Because outgoing Senate Majority Leader Majority Leader Harry Reid, a Nevada Democrat, is unlikely to accept long-term funding legislation that thwarts Obama’s orders, Congress may be headed toward a short-term funding bill to steer clear of another shutdown.

Salmon has gathered about 60 House Republicans’ signatures for a proposal barring federal funds for work permits and residency cards under a presidential executive order.

Purse Power

“The Congress has the power of the purse and should use it as a tool to prevent the president from implementing policies that are contrary to our laws and the desire of the American people,” Salmon wrote in a letter today to House Appropriations Committee leaders.

Some Republicans, including Senators Richard Shelby of Alabama and Susan Collins of Maine, said they prefer a long-term spending measure. Representative Tim Huelskamp, a Kansas Republican aligned with the Tea Party, said he thinks few House Republicans want a long-term bill.

Representative Ken Calvert, a California Republican and House Appropriations Subcommittee chairman, said negotiators continue to work on a measure that would fund the government through next September.

“We are going to have a family discussion on how to proceed,” Calvert said.

Executive Order

A drive to use spending bills to thwart presidential orders on immigration may prevent Boehner and McConnell from resolving government funding so they can focus on other issues in 2015. Republican leaders say they want to vote on items that could gain bipartisan support, including trade promotion authority and repeal of a medical device tax that helps fund Obamacare.

A spending fight over immigration would also be an early test of the ability of Tea Party-aligned lawmakers including Cruz to push the party’s leaders into confrontations with Democrats in the next Congress.

An order by Obama could include halting deportations of the parents of children brought to the U.S. illegally. Or it may be broader, covering many of the 11 million people included in a bill passed in June 2013 by the Democratic-led Senate.

Sessions and five other senators said in a letter to Reid that they will use “all procedural means necessary” to prevent Obama from taking unilateral action on immigration.
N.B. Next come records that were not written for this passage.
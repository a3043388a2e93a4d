use metrics_exporter_prometheus::PrometheusHandle;
use std::sync::atomic::AtomicBool;
use std::sync::Arc;
use techforge::config::AppConfig;
use techforge::error::AppError;
use techforge::inquiries::{InquiryStatus, InquiryStore};
use tracing::info;

#[derive(Clone)]
pub(crate) struct AppState {
    pub(crate) readiness: Arc<AtomicBool>,
    pub(crate) metrics: Arc<PrometheusHandle>,
}

pub(crate) fn parse_status(raw: &str) -> Result<InquiryStatus, String> {
    raw.parse::<InquiryStatus>().map_err(|err| err.to_string())
}

/// Opens the store named by `INQUIRY_STORE_PATH`, falling back to process memory.
pub(crate) fn open_store(config: &AppConfig) -> Result<InquiryStore, AppError> {
    let store = InquiryStore::open(config.storage.path.as_deref())?;
    match &config.storage.path {
        Some(path) => info!(path = %path.display(), "using json inquiry store"),
        None => info!("using in-memory inquiry store; inquiries are lost on restart"),
    }
    Ok(store)
}
use crate::commands::{run_export, run_list, ExportArgs, ListArgs};
use crate::server;
use clap::{Args, Parser, Subcommand};
use techforge::error::AppError;

#[derive(Parser, Debug)]
#[command(
    name = "Techforge Web",
    about = "Run the Techforge marketing site and work with stored contact inquiries",
    version
)]
struct Cli {
    #[command(subcommand)]
    command: Option<Command>,
}

#[derive(Subcommand, Debug)]
enum Command {
    /// Start the HTTP service (default command)
    Serve(ServeArgs),
    /// Inspect contact inquiries in the configured store
    Inquiries {
        #[command(subcommand)]
        command: InquiriesCommand,
    },
}

#[derive(Subcommand, Debug)]
enum InquiriesCommand {
    /// Print inquiries newest first
    List(ListArgs),
    /// Write inquiries as CSV to a file or stdout
    Export(ExportArgs),
}

#[derive(Args, Debug, Default)]
pub(crate) struct ServeArgs {
    /// Override the configured host for the HTTP server
    #[arg(long)]
    pub(crate) host: Option<String>,
    /// Override the configured port for the HTTP server
    #[arg(long)]
    pub(crate) port: Option<u16>,
}

pub(crate) async fn run() -> Result<(), AppError> {
    let cli = Cli::parse();
    let command = cli
        .command
        .unwrap_or_else(|| Command::Serve(ServeArgs::default()));

    match command {
        Command::Serve(args) => server::run(args).await,
        Command::Inquiries {
            command: InquiriesCommand::List(args),
        } => run_list(args),
        Command::Inquiries {
            command: InquiriesCommand::Export(args),
        } => run_export(args),
    }
}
The letter didn’t spell out specific proposed actions.

Signing the letter with Sessions were Cruz and Republican Senators Mike Crapo of Idaho, Pat Roberts of Kansas, David Vitter of Louisiana and Mike Lee of Utah.

‘Bind’ Country

“Senator Reid shouldn’t be entitled to bind the country next year when we have got a new Congress,” Sessions, set to lead the Senate Budget Committee starting in January, told reporters yesterday in Washington.

In an opinion piece published in Politico, Sessions said his proposal would bar U.S. Citizenship and Immigration Services from using funds and personnel to process visa applications from undocumented immigrants who would be allowed to stay under an executive order.

Shelby, the top Republican on the Appropriations Committee, said he would rather pass a long-term government financing measure.

“I think Obama is overreaching,” Shelby said. “I would fight hard against what he’s doing but I don’t want to shut down the government.”

Appropriations Committee Chairwoman Barbara Mikulski, a Maryland Democrat, said it would be “unwise” of Republicans to use a spending bill to confront Obama over immigration. She said negotiations with House members on a long-term spending measure are proceeding well and that she hopes to have an outline by this weekend.

Collins said she opposed linking a spending bill to immigration and that she wanted a long-term measure.

“I certainly hope President Obama doesn’t issue the order but I view it as separate” from spending legislation, she said.